There are also challenges to billing under the nonspecific molecular and genetic testing codes that have grown so dramatically in recent years.
"It's challenging to get reimbursement under a nonspecified code because of the amount of work that has to go into payor education so that they understand what the test is and how to reimburse for it," Denham said. "A lot of new tests have been created, especially in the molecular and genetic menu. That is an ongoing challenge as we have growth in genetic testing."
"Getting reimbursed for the 81479" — for unspecified molecular pathology procedures — "has its own challenges," she added. "There is typically a lot of documentation that has to be provided, and there are things like the Z-codes from the MolDx program and other genetic test registry programs that are required for billing."
Jones noted that after the explosion of molecular and genetic testing, CMS is working to slow down spending in these areas.
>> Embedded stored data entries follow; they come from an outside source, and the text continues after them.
//! Skywarden CLI — the main entry point.
//!
//! Commands:
//! - `traveler` — Ask the traveler support agent about a flight
//! - `ops`      — Ask the operations agent for a regional view
//! - `copilot`  — Coordinated traveler + ops answer for one passenger
//! - `alerts`   — Run the anomaly rules directly (no model)
//! - `doctor`   — Diagnose credentials and snapshot webhooks

use clap::{Parser, Subcommand};

mod commands;

#[derive(Parser)]
#[command(
    name = "skywarden",
    about = "Skywarden — tool-using airspace copilot",
    version,
    author
)]
struct Cli {
    #[command(subcommand)]
    command: Commands,

    /// Enable verbose logging
    #[arg(short, long, global = true)]
    verbose: bool,
}

#[derive(Subcommand)]
enum Commands {
    /// Ask the traveler support agent about a specific flight
    Traveler {
        /// The passenger's question
        question: String,
    },

    /// Ask the operations agent for a regional situation report
    Ops {
        /// The operations question
        question: String,
    },

    /// Coordinated passenger answer: traveler + ops + synthesis
    Copilot {
        /// Flight callsign, e.g. PIA293
        #[arg(short, long)]
        callsign: String,

        /// The passenger's question
        question: String,
    },

    /// Run the anomaly rules over a region's current snapshot
    Alerts {
        /// Region identifier
        #[arg(short, long, default_value = "region1")]
        region: String,
    },

    /// Diagnose credentials and snapshot webhooks
    Doctor,
}

#[tokio::main]
async fn main() -> Result<(), Box<dyn std::error::Error>> {
    let cli = Cli::parse();

    // Initialize tracing
    let filter = if cli.verbose { "debug" } else { "info" };
    tracing_subscriber::fmt()
        .with_env_filter(
            tracing_subscriber::EnvFilter::try_from_default_env()
                .unwrap_or_else(|_| tracing_subscriber::EnvFilter::new(filter)),
        )
        .with_target(false)
        .init();

    match cli.command {
        Commands::Traveler { question } => commands::traveler::run(&question).await?,
        Commands::Ops { question } => commands::ops::run(&question).await?,
        Commands::Copilot { callsign, question } => {
            commands::copilot::run(&callsign, &question).await?
        }
        Commands::Alerts { region } => commands::alerts::run(&region).await?,
        Commands::Doctor => commands::doctor::run().await?,
    }

    Ok(())
}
A 2021 report by the Medicare Payment Advisory Commission found that while total utilization of tests within CMS had remained flat following the implementation of PAMA, CMS spending on lab testing had actually gone up, largely due to increases in spending on molecular pathology and sequencing.
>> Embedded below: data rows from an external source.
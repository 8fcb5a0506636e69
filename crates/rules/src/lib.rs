//! Anomaly-detection rule engine.
//!
//! Pure threshold rules over one snapshot — no I/O, no state, no
//! failure mode. A flight with a missing or unreadable field is simply
//! excluded from the rule that needed it.

use skywarden_core::flight::{Alert, AlertReason, AlertResult, Severity, Snapshot};

/// Altitude above which the low-speed rule applies (meters).
pub const CRUISE_ALTITUDE_M: f64 = 8000.0;

/// Ground speed below which a cruising aircraft looks suspicious (m/s).
pub const SLOW_SPEED_MS: f64 = 100.0;

/// Climb or descent rate beyond which a flight is flagged (m/s).
pub const VERTICAL_RATE_LIMIT_MS: f64 = 20.0;

/// Evaluate every rule against every flight in the snapshot.
///
/// Output preserves input flight order; a flight matching both rules
/// yields the low-speed alert first. Never fails — an empty flight list
/// produces an empty alert list.
pub fn detect(snapshot: &Snapshot) -> Vec<Alert> {
    let mut alerts = Vec::new();

    for flight in &snapshot.flights {
        // Unusually low speed at cruise altitude. Needs both readings
        // and an airborne aircraft.
        if let (Some(altitude), Some(velocity)) = (flight.geo_altitude, flight.velocity) {
            if altitude > CRUISE_ALTITUDE_M && velocity < SLOW_SPEED_MS && !flight.on_ground {
                alerts.push(Alert {
                    flight: flight.clone(),
                    reason: AlertReason::LowSpeedHighAltitude,
                    severity: Severity::Medium,
                });
            }
        }

        // Extreme climb or descent rate, independent of altitude and speed.
        if let Some(rate) = flight.vertical_rate {
            if rate > VERTICAL_RATE_LIMIT_MS || rate < -VERTICAL_RATE_LIMIT_MS {
                alerts.push(Alert {
                    flight: flight.clone(),
                    reason: AlertReason::HighVerticalRate,
                    severity: Severity::High,
                });
            }
        }
    }

    alerts
}

/// Run detection and stitch the full per-region result.
pub fn detect_region(snapshot: &Snapshot) -> AlertResult {
    let alerts = detect(snapshot);
    AlertResult {
        region: snapshot.region.clone(),
        snapshot_time: snapshot.snapshot_time,
        fetched_at: snapshot.fetched_at,
        alert_count: alerts.len(),
        alerts,
    }
}
//! Active-alert scan tool.

use async_trait::async_trait;
use serde_json::Value;
use skywarden_core::error::ToolError;
use skywarden_core::source::SnapshotSource;
use skywarden_core::tool::{Tool, ToolResult};
use std::sync::Arc;

use crate::ACTIVE_ALERTS;

/// Runs the anomaly rules over a region's current snapshot.
pub struct ActiveAlertsTool {
    source: Arc<dyn SnapshotSource>,
}

impl ActiveAlertsTool {
    pub fn new(source: Arc<dyn SnapshotSource>) -> Self {
        Self { source }
    }
}

#[async_trait]
impl Tool for ActiveAlertsTool {
    fn name(&self) -> &str {
        ACTIVE_ALERTS
    }

    fn description(&self) -> &str {
        "List flights in a region that look anomalous (low speed at cruise altitude, very high climb/descent rate)."
    }

    fn parameters_schema(&self) -> Value {
        serde_json::json!({
            "type": "object",
            "properties": {
                "region": {
                    "type": "string",
                    "description": "Region identifier, default 'region1'.",
                    "default": "region1"
                }
            },
            "required": []
        })
    }

    async fn execute(&self, arguments: Value) -> Result<ToolResult, ToolError> {
        let region = arguments["region"].as_str().unwrap_or("region1");

        let snapshot = self
            .source
            .fetch(region)
            .await
            .map_err(|e| ToolError::execution(ACTIVE_ALERTS, &e))?;

        let result = skywarden_rules::detect_region(&snapshot);

        Ok(ToolResult {
            call_id: String::new(),
            success: true,
            output: serde_json::to_string_pretty(&result).unwrap_or_default(),
            data: serde_json::to_value(&result).ok(),
        })
    }
}
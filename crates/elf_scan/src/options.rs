use strum::{Display, EnumString};

/// Whether structurally broken executables are reported as detections.
#[derive(Debug, Clone, Copy, PartialEq, Eq, Default, EnumString, Display)]
#[strum(serialize_all = "lowercase")]
#[strum(ascii_case_insensitive)]
pub enum DetectBroken {
    Enabled,
    #[default]
    Disabled,
}

impl DetectBroken {
    #[must_use]
    pub fn is_enabled(self) -> bool {
        self == Self::Enabled
    }
}

impl From<bool> for DetectBroken {
    fn from(enabled: bool) -> Self {
        if enabled {
            Self::Enabled
        } else {
            Self::Disabled
        }
    }
}

/// Options controlling how anomalies found while scanning are reported.
#[derive(Debug, Clone, Copy, PartialEq, Eq, Default)]
pub struct ScanOptions {
    pub detect_broken: DetectBroken,
}

impl ScanOptions {
    #[must_use]
    pub fn with_detect_broken(mut self, detect_broken: impl Into<DetectBroken>) -> Self {
        self.detect_broken = detect_broken.into();
        self
    }
}
//! Synthetic ELF32 images and a recording diagnostic sink.

#![allow(dead_code)]

use dataview::PodMethods as _;
use elf_scan::{DiagnosticSink, FileHeaderInfo, ScanError, SectionInfo};
use elf32_types::{
    ByteOrder, EI_CLASS, EI_DATA, EI_VERSION, ELF_MAGIC, ELFCLASS32, ELFDATA2LSB, ELFDATA2MSB,
    EV_CURRENT, Elf32FileHeader, Elf32SectionHeader,
};

pub const HEADER_SIZE: usize = size_of::<Elf32FileHeader>();
pub const SECTION_SIZE: usize = Elf32SectionHeader::SIZE;

#[derive(Debug, Clone, Copy, PartialEq, Eq)]
pub struct Section {
    pub ty: u32,
    pub flags: u32,
    pub offset: u32,
}

impl Section {
    pub const fn new(ty: u32, flags: u32, offset: u32) -> Self {
        Self { ty, flags, offset }
    }
}

/// Builder of an ELF32 file consisting of a file header immediately followed
/// by the section header table.
#[derive(Debug, Clone)]
pub struct ElfImage {
    pub order: ByteOrder,
    pub class: u8,
    pub file_type: u16,
    pub machine: u16,
    pub entry: u32,
    pub shentsize: u16,
    /// Declared section count. Defaults to `sections.len()`.
    pub shnum: Option<u16>,
    /// Declared section table offset. Defaults to right after the header.
    pub shoff: Option<u32>,
    pub sections: Vec<Section>,
}

impl ElfImage {
    pub fn new(order: ByteOrder) -> Self {
        Self {
            order,
            class: ELFCLASS32,
            file_type: 2,
            machine: 3,
            entry: 0x0804_8080,
            shentsize: 40,
            shnum: None,
            shoff: None,
            sections: vec![
                Section::new(0, 0, 0),
                Section::new(1, 0x6, 0x80),
                Section::new(1, 0x3, 0x100),
                Section::new(8, 0x3, 0x180),
                Section::new(3, 0, 0x180),
            ],
        }
    }

    pub fn header(&self) -> Elf32FileHeader {
        let order = self.order;
        let mut hdr = Elf32FileHeader::zeroed();
        hdr.ident[..4].copy_from_slice(&ELF_MAGIC);
        hdr.ident[EI_CLASS] = self.class;
        hdr.ident[EI_DATA] = match order {
            ByteOrder::Little => ELFDATA2LSB,
            ByteOrder::Big => ELFDATA2MSB,
        };
        hdr.ident[EI_VERSION] = EV_CURRENT;
        hdr.ty = order.raw_u16(self.file_type);
        hdr.machine = order.raw_u16(self.machine);
        hdr.version = order.raw_u32(EV_CURRENT.into());
        hdr.entry = order.raw_u32(self.entry);
        hdr.shoff = order.raw_u32(self.shoff.unwrap_or(52));
        hdr.ehsize = order.raw_u16(52);
        hdr.shentsize = order.raw_u16(self.shentsize);
        let shnum = self
            .shnum
            .unwrap_or_else(|| u16::try_from(self.sections.len()).unwrap());
        hdr.shnum = order.raw_u16(shnum);
        hdr
    }

    pub fn to_bytes(&self) -> Vec<u8> {
        let order = self.order;
        let mut bytes = self.header().as_bytes().to_vec();
        for section in &self.sections {
            let mut sh = Elf32SectionHeader::zeroed();
            sh.ty = order.raw_u32(section.ty);
            sh.flags = order.raw_u32(section.flags);
            sh.offset = order.raw_u32(section.offset);
            sh.size = order.raw_u32(0x80);
            bytes.extend_from_slice(sh.as_bytes());
        }
        bytes
    }
}

/// Records everything reported by a scan.
#[derive(Debug, Default)]
pub struct RecordingSink {
    pub byte_order: Option<ByteOrder>,
    pub header: Option<FileHeaderInfo>,
    pub sections: Vec<SectionInfo>,
    pub rejected: Option<String>,
}

impl RecordingSink {
    /// Returns the classification labels reported, independent of byte order.
    pub fn labels(&self) -> Vec<String> {
        let mut labels = vec![];
        if let Some(header) = &self.header {
            labels.push(format!("type: {}", header.file_type));
            labels.push(format!("machine: {}", header.machine));
            labels.push(format!("entry: {:#x}", header.entry));
        }
        for section in &self.sections {
            labels.push(format!(
                "section {}: {} {} {:?}",
                section.index,
                section.ty.name(),
                section.offset,
                section.flags
            ));
        }
        labels
    }
}

impl DiagnosticSink for RecordingSink {
    fn byte_order(&mut self, order: ByteOrder) {
        self.byte_order = Some(order);
    }

    fn file_header(&mut self, header: &FileHeaderInfo) {
        self.header = Some(*header);
    }

    fn section(&mut self, section: &SectionInfo) {
        self.sections.push(*section);
    }

    fn rejected(&mut self, error: &ScanError) {
        self.rejected = Some(error.to_string());
    }
}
"You're going to see less 81479s because [CMS] is going to force you to get a [specific] CPT code," he said. "They hate miscellaneous CPT codes."
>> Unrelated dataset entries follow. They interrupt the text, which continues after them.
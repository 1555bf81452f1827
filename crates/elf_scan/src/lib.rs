//! Structural scanner for 32-bit ELF files.
//!
//! A scan reads the file header, checks that it describes a 32-bit ELF file
//! with a sane section header table, and then reads every section header.
//! Nothing but the headers is interpreted.
//!
//! Each scan ends in a [`Verdict`]:
//!
//! | condition                                         | broken detection disabled | enabled          |
//! |---------------------------------------------------|---------------------------|------------------|
//! | not a 32-bit ELF file                             | `Clean`                   | `Clean`          |
//! | too many sections, wrong section header size      | `FormatError`             | `Suspicious`     |
//! | section header table missing or truncated         | `Clean`                   | `Suspicious`     |
//! | section header table can't be allocated           | `ResourceError`           | `ResourceError`  |
//! | all section headers read                          | `Clean`                   | `Clean`          |
//!
//! The byte order of a file is determined per scan and passed explicitly to
//! every field access, so concurrent scans of files with different byte
//! orders don't interfere.

use std::io::{Read, Seek};

pub use self::{
    error::{Anomaly, NotElfReason, ScanError},
    header::FileHeaderInfo,
    options::{DetectBroken, ScanOptions},
    sections::{SectionInfo, SectionIter, SectionTable},
    sink::{DiagnosticSink, LogSink},
    verdict::Verdict,
};

mod error;
mod header;
mod options;
mod sections;
mod sink;
mod verdict;

/// Structural metadata of a 32-bit ELF file.
#[derive(Debug, Clone)]
pub struct ElfReport {
    pub header: FileHeaderInfo,
    pub sections: SectionTable,
}

/// Reads the file header and the section header table of `reader`.
///
/// `reader` must be positioned at the start of the file.
pub fn inspect<R, S>(reader: &mut R, sink: &mut S) -> Result<ElfReport, ScanError>
where
    R: Read + Seek + ?Sized,
    S: DiagnosticSink + ?Sized,
{
    let result = read_headers(reader, sink);
    if let Err(err) = &result {
        sink.rejected(err);
    }
    result
}

fn read_headers<R, S>(reader: &mut R, sink: &mut S) -> Result<ElfReport, ScanError>
where
    R: Read + Seek + ?Sized,
    S: DiagnosticSink + ?Sized,
{
    let header = header::read_file_header(reader, sink)?;
    let sections = sections::read_section_table(reader, &header, sink)?;
    Ok(ElfReport { header, sections })
}

/// Scans `reader`, reporting diagnostics to `sink`.
pub fn scan_elf<R, S>(reader: &mut R, options: ScanOptions, sink: &mut S) -> Verdict
where
    R: Read + Seek + ?Sized,
    S: DiagnosticSink + ?Sized,
{
    match inspect(reader, sink) {
        Ok(_) => Verdict::Clean,
        Err(err) => err.verdict(options),
    }
}

/// Scans `reader`, reporting diagnostics to the [`log`] facade.
pub fn scan_elf_logged<R>(reader: &mut R, options: ScanOptions) -> Verdict
where
    R: Read + Seek + ?Sized,
{
    log::debug!("in scan_elf");
    scan_elf(reader, options, &mut LogSink)
}
#![no_std]

/// Maximum number of section headers a file may declare.
///
/// Files declaring more sections are treated as malformed.
pub const MAX_SECTIONS: usize = 256;

/// Conventional image base of little-endian 32-bit executables (i386).
pub const LITTLE_ENDIAN_IMAGE_BASE: u32 = 0x0804_8000;

/// Conventional image base of big-endian 32-bit executables.
pub const BIG_ENDIAN_IMAGE_BASE: u32 = 0x0001_0000;

/// Detection name reported for structurally broken executables.
pub const BROKEN_EXECUTABLE: &str = "Broken.Executable";
use std::{
    fs::File,
    io::BufReader,
    path::{Path, PathBuf},
    process::ExitCode,
};

use clap::Parser;
use elf_scan::{DetectBroken, ScanOptions, Verdict};

mod logger;

/// Scans files for structurally broken 32-bit ELF binaries.
#[derive(Parser, Debug)]
#[command(name = "elfscan", version, about)]
struct Cli {
    /// Report broken executables as detections (`enabled` or `disabled`).
    #[arg(long, default_value_t = DetectBroken::Disabled)]
    detect_broken: DetectBroken,

    /// Increase log verbosity (repeat for more).
    #[arg(short, long, action = clap::ArgAction::Count)]
    verbose: u8,

    /// Files to scan.
    #[arg(required = true)]
    files: Vec<PathBuf>,
}

/// Overall result of a run, ordered by severity.
#[derive(Debug, Clone, Copy, PartialEq, Eq, PartialOrd, Ord)]
enum Status {
    Clean,
    Found,
    Error,
}

impl From<Verdict> for Status {
    fn from(verdict: Verdict) -> Self {
        match verdict {
            Verdict::Clean => Self::Clean,
            Verdict::Suspicious { .. } => Self::Found,
            Verdict::FormatError | Verdict::ResourceError => Self::Error,
        }
    }
}

impl From<Status> for ExitCode {
    fn from(status: Status) -> Self {
        match status {
            Status::Clean => Self::SUCCESS,
            Status::Found => Self::from(1_u8),
            Status::Error => Self::from(2_u8),
        }
    }
}

fn scan_path(path: &Path, options: ScanOptions) -> Status {
    let file = match File::open(path) {
        Ok(file) => file,
        Err(e) => {
            println!("{}: {e} ERROR", path.display());
            return Status::Error;
        }
    };

    log::info!("scanning {}", path.display());
    let verdict = elf_scan::scan_elf_logged(&mut BufReader::new(file), options);
    println!("{}: {verdict}", path.display());
    verdict.into()
}

fn main() -> ExitCode {
    let cli = Cli::parse();
    if let Err(e) = logger::init(cli.verbose) {
        eprintln!("failed to initialize logger: {e}");
    }

    let options = ScanOptions::default().with_detect_broken(cli.detect_broken);
    cli.files
        .iter()
        .map(|path| scan_path(path, options))
        .fold(Status::Clean, Status::max)
        .into()
}
//! Walking of the ELF32 section header table.

use std::{io::Read, iter, slice};

use dataview::PodMethods as _;
use elf32_types::{ByteOrder, Elf32SectionHeader, SectionFlags, SectionType};

use crate::{
    DiagnosticSink,
    error::{Anomaly, ScanError},
    header::FileHeaderInfo,
};

/// Section header fields, in host order.
#[derive(Debug, Clone, Copy, PartialEq, Eq)]
pub struct SectionInfo {
    pub index: usize,
    pub offset: u32,
    pub ty: SectionType,
    pub flags: SectionFlags,
    pub addr: u32,
    pub size: u32,
}

impl SectionInfo {
    #[must_use]
    pub fn decode(index: usize, sh: &Elf32SectionHeader, order: ByteOrder) -> Self {
        Self {
            index,
            offset: sh.offset(order),
            ty: sh.section_type(order),
            flags: sh.section_flags(order),
            addr: sh.addr(order),
            size: sh.size(order),
        }
    }
}

/// Section header table read from a file.
///
/// The entries are kept in file byte order.
#[derive(Debug, Clone)]
pub struct SectionTable {
    order: ByteOrder,
    entries: Vec<Elf32SectionHeader>,
}

impl SectionTable {
    #[must_use]
    pub fn len(&self) -> usize {
        self.entries.len()
    }

    #[must_use]
    pub fn is_empty(&self) -> bool {
        self.entries.is_empty()
    }

    #[must_use]
    pub fn get(&self, index: usize) -> Option<SectionInfo> {
        self.entries
            .get(index)
            .map(|sh| SectionInfo::decode(index, sh, self.order))
    }

    pub fn iter(&self) -> SectionIter<'_> {
        SectionIter {
            order: self.order,
            entries: self.entries.iter().enumerate(),
        }
    }
}

impl<'a> IntoIterator for &'a SectionTable {
    type Item = SectionInfo;
    type IntoIter = SectionIter<'a>;

    fn into_iter(self) -> Self::IntoIter {
        self.iter()
    }
}

#[derive(Debug)]
pub struct SectionIter<'a> {
    order: ByteOrder,
    entries: iter::Enumerate<slice::Iter<'a, Elf32SectionHeader>>,
}

impl Iterator for SectionIter<'_> {
    type Item = SectionInfo;

    fn next(&mut self) -> Option<Self::Item> {
        let (index, sh) = self.entries.next()?;
        Some(SectionInfo::decode(index, sh, self.order))
    }

    fn size_hint(&self) -> (usize, Option<usize>) {
        self.entries.size_hint()
    }
}

impl ExactSizeIterator for SectionIter<'_> {}

/// Reads `header.shnum` section headers from the current position of
/// `reader`.
///
/// The entry size must already have been checked against
/// [`Elf32SectionHeader::SIZE`].
pub(crate) fn read_section_table<R, S>(
    reader: &mut R,
    header: &FileHeaderInfo,
    sink: &mut S,
) -> Result<SectionTable, ScanError>
where
    R: Read + ?Sized,
    S: DiagnosticSink + ?Sized,
{
    let order = header.byte_order;
    let count = usize::from(header.shnum);

    // `shnum * shentsize` bytes
    let mut entries = Vec::new();
    entries.try_reserve_exact(count)?;

    for index in 0..count {
        let mut sh = Elf32SectionHeader::zeroed();
        reader
            .read_exact(sh.as_bytes_mut())
            .map_err(|e| Anomaly::TruncatedSectionHeader {
                index,
                kind: e.kind(),
            })?;
        sink.section(&SectionInfo::decode(index, &sh, order));
        entries.push(sh);
    }

    Ok(SectionTable { order, entries })
}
There is some indication that CMS spending on this code is slowing down. After posting more than 40 percent growth year over year in 2019, 2020, and 2021, payments under the 81479 code were up by only 15 percent in 2022 compared to 2021. Likewise with the 87798 code for molecular infectious disease testing, which grew by 101 percent and 82 percent in 2019 and 2020, respectively, but only by 16 percent and 6 percent, respectively, in 2021 and 2022. The slowdown in the 87798 code could be related to the waning of the COVID-19 pandemic as this code was commonly added on to molecular COVID-19 testing — so much so that a December 2022 report from the US Department of Health and Human Services Office of Inspector General highlighted it as a code warranting "further scrutiny" in cases of "labs with questionably high billing for additional tests alongside COVID-19 tests."
CMS payments for the cancer genetic testing code 81455, on the other hand, show no sign of slowing down, having grown by more than threefold in 2021 and by nearly fivefold in 2022.
Jones said he expects labs will see new opportunities as genetic testing moves beyond oncology.
"Ninety percent of the market is oncology," he said. "That's the tip of the spear. But right behind that you have infectious disease, you have cardiology, you have women's health, reproductive health. You'll see the miscellaneous CPT code start to ratchet up in the non-oncology disease states."
Denham said that she and her colleagues at Xifin are seeing more favorable trends in payor policy in hereditary cancer testing and noninvasive prenatal testing, which she noted might be areas that labs will look to expand into to offset reimbursement cuts in other areas.